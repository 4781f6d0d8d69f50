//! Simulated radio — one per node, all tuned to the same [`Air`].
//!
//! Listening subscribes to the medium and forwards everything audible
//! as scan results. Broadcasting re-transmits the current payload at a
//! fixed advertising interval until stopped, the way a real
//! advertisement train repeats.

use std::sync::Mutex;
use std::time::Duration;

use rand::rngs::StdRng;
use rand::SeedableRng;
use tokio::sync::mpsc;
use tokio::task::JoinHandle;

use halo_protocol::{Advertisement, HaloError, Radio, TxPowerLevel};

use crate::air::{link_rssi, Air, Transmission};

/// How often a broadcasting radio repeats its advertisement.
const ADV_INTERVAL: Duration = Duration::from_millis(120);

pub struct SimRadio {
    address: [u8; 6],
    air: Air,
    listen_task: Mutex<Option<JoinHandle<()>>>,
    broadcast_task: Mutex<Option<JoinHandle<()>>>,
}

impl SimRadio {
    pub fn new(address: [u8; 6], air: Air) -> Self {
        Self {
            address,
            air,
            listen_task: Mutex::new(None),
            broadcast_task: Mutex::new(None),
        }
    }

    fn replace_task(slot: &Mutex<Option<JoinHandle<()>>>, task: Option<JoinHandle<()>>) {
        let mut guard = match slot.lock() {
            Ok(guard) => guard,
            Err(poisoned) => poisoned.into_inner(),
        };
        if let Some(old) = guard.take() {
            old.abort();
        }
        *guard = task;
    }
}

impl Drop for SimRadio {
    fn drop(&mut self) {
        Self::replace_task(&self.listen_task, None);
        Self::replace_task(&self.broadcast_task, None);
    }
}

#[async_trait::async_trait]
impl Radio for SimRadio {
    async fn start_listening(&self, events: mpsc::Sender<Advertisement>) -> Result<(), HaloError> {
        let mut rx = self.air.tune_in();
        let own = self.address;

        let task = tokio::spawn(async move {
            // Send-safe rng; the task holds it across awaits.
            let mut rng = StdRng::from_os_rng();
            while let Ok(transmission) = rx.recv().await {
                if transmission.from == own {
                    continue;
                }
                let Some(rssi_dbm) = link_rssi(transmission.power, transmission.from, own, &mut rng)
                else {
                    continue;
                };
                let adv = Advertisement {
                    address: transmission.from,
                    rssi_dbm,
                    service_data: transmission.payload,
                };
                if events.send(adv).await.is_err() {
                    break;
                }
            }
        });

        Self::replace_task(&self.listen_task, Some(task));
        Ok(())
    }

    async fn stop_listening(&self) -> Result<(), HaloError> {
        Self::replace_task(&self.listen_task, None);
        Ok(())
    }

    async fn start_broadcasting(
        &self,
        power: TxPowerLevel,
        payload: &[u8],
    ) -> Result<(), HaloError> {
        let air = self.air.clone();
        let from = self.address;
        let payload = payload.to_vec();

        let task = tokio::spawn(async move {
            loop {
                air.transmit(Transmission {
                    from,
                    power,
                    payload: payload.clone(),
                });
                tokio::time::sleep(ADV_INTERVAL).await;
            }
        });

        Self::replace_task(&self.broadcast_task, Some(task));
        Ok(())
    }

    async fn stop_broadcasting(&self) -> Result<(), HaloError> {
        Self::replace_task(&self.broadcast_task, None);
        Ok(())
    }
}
_ _ _
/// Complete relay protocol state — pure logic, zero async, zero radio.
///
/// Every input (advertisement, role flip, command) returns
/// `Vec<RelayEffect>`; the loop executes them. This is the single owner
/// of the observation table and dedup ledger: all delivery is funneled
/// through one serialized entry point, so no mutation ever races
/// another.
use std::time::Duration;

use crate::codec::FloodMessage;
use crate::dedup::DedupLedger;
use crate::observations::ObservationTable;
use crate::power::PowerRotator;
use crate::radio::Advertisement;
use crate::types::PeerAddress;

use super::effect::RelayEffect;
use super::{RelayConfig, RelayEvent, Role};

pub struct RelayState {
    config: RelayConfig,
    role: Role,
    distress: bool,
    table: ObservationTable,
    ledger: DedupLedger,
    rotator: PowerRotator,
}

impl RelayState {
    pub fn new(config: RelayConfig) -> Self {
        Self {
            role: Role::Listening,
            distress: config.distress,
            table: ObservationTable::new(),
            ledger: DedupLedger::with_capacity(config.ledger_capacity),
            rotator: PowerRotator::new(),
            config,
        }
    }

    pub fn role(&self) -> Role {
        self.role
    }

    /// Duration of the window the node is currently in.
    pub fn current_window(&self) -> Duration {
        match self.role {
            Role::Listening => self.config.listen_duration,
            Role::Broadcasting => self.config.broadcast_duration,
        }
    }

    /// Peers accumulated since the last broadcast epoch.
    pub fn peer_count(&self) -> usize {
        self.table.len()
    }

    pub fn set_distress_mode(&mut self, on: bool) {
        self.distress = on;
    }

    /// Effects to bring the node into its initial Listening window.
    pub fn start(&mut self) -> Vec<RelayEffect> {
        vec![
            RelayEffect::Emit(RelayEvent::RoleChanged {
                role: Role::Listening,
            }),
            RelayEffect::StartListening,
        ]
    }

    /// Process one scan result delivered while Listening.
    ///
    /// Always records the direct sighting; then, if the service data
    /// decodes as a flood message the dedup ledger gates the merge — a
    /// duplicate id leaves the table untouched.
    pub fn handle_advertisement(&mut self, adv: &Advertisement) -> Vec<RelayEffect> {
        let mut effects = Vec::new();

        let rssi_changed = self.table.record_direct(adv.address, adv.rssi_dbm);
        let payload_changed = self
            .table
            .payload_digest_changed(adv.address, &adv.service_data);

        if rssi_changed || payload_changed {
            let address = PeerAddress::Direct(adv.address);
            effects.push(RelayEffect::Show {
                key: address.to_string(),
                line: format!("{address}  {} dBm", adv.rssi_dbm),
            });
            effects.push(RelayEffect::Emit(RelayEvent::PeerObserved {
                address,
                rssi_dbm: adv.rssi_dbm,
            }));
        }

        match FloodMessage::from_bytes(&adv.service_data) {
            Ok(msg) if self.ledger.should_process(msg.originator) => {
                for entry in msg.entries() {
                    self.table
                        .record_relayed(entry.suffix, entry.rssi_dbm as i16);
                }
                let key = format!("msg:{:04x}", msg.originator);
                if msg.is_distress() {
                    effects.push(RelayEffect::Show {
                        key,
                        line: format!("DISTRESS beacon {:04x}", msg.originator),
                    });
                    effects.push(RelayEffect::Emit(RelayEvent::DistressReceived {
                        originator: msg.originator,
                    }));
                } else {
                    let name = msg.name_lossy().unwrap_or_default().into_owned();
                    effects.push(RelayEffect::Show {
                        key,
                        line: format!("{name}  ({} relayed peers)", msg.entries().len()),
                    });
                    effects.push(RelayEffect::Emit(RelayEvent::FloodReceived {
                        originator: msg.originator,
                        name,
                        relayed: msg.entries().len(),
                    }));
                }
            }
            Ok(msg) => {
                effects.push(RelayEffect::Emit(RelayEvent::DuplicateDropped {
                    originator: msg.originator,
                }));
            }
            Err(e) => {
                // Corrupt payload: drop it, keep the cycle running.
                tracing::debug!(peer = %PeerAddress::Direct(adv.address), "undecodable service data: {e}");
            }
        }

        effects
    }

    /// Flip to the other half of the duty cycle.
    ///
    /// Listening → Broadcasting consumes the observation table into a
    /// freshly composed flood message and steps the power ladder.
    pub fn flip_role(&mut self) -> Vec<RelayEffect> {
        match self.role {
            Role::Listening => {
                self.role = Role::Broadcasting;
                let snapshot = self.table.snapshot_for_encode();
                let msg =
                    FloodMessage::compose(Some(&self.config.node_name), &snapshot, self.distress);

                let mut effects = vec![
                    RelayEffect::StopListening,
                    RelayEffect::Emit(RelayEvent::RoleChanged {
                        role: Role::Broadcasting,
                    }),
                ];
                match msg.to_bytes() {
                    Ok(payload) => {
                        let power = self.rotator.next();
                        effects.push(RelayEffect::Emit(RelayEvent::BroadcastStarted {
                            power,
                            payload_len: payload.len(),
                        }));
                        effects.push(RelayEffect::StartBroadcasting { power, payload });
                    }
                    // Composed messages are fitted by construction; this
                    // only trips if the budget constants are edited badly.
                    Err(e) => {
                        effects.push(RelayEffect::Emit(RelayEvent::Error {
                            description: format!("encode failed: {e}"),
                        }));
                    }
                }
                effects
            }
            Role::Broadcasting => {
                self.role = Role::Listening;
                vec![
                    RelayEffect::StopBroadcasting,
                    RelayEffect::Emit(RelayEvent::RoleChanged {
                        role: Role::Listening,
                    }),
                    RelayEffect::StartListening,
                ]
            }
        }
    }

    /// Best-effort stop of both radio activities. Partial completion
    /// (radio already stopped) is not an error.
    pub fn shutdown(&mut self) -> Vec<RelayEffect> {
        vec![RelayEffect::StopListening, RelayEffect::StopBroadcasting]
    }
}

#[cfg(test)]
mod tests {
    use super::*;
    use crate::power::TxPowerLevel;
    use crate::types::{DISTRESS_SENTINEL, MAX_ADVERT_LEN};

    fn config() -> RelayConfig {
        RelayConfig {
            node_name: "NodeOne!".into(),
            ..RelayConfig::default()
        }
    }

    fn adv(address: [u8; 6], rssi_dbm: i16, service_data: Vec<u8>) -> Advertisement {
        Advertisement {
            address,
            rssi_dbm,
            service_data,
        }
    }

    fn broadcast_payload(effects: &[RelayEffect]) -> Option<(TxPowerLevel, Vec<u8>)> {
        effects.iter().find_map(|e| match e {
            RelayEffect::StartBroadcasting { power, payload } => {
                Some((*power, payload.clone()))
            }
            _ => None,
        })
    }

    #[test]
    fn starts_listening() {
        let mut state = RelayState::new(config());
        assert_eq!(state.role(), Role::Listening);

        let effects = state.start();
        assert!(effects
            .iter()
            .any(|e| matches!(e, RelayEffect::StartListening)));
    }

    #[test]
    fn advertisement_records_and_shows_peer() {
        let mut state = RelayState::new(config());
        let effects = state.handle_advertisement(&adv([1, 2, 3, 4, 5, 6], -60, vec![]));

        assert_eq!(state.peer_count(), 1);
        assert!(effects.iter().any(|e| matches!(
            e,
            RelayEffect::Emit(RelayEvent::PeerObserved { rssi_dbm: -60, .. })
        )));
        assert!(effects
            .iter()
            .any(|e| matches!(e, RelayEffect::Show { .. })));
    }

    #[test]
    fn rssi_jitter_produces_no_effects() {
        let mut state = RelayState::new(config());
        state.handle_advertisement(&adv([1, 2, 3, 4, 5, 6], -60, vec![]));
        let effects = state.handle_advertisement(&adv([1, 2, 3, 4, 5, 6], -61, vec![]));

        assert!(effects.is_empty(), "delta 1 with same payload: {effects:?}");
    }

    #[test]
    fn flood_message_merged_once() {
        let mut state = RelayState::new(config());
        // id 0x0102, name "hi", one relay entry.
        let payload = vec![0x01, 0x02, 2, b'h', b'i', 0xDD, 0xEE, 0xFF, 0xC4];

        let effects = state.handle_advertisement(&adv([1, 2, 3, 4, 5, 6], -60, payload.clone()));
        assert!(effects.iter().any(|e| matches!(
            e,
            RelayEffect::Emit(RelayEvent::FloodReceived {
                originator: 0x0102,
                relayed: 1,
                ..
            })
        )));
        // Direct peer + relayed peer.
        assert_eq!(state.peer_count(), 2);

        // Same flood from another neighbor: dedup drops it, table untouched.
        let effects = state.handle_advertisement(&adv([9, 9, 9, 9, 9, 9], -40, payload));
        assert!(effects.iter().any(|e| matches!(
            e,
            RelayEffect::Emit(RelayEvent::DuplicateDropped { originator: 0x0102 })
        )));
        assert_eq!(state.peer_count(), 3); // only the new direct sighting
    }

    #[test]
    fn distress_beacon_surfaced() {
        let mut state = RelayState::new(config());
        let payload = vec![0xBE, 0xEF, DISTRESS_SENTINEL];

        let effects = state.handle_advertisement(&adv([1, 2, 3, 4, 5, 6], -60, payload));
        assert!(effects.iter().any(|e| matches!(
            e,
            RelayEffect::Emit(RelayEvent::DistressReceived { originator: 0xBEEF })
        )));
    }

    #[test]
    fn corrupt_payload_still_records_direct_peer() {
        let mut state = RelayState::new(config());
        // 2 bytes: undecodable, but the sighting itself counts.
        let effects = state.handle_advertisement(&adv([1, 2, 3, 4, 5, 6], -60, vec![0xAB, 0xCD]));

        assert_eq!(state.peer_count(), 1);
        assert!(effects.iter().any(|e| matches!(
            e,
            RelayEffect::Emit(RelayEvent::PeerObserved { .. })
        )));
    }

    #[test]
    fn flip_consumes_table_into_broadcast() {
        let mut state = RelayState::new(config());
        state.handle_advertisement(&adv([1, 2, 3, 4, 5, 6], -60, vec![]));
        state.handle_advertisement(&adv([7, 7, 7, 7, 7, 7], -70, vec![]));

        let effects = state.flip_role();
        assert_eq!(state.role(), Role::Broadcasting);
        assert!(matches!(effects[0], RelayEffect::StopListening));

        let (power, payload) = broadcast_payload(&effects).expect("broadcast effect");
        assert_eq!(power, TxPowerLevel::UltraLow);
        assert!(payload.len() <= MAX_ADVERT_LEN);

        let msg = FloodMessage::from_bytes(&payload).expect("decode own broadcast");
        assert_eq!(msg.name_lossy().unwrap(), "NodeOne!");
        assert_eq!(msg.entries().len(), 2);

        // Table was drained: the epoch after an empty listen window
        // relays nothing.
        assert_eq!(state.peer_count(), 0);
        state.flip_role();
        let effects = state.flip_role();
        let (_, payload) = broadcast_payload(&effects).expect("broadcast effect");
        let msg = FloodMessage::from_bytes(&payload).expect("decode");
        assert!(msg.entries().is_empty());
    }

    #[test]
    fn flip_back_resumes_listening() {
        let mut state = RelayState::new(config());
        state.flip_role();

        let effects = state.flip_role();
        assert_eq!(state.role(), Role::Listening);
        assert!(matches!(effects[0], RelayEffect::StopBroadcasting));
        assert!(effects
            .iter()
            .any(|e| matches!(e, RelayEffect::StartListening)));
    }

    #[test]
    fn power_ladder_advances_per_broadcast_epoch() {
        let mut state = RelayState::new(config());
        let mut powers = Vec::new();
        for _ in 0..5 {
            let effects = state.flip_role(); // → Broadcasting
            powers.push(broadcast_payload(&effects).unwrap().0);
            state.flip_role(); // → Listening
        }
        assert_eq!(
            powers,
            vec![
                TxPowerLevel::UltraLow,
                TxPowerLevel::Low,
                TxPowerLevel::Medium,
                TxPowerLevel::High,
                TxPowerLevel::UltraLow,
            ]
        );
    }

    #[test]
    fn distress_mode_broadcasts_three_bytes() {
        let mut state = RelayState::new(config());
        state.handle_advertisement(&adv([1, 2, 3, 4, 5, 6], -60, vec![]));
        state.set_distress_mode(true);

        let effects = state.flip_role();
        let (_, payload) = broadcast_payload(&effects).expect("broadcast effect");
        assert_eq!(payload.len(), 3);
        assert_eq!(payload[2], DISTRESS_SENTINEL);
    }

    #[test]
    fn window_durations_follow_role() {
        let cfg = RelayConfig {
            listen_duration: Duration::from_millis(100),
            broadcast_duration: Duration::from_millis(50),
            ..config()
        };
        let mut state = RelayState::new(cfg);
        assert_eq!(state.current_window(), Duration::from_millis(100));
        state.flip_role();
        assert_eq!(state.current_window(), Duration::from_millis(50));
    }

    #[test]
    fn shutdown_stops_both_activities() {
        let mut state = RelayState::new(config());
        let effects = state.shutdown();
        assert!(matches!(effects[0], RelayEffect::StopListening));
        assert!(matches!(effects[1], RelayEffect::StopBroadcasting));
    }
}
_ _ _
WORK TASK
Your answer must be the lines above from the one containing "pub struct SimRadio" to the one containing "if let Some(old)", both included, restated word for word.

RESULT BELOW
pub struct SimRadio {
    address: [u8; 6],
    air: Air,
    listen_task: Mutex<Option<JoinHandle<()>>>,
    broadcast_task: Mutex<Option<JoinHandle<()>>>,
}

impl SimRadio {
    pub fn new(address: [u8; 6], air: Air) -> Self {
        Self {
            address,
            air,
            listen_task: Mutex::new(None),
            broadcast_task: Mutex::new(None),
        }
    }

    fn replace_task(slot: &Mutex<Option<JoinHandle<()>>>, task: Option<JoinHandle<()>>) {
        let mut guard = match slot.lock() {
            Ok(guard) => guard,
            Err(poisoned) => poisoned.into_inner(),
        };
        if let Some(old) = guard.take() {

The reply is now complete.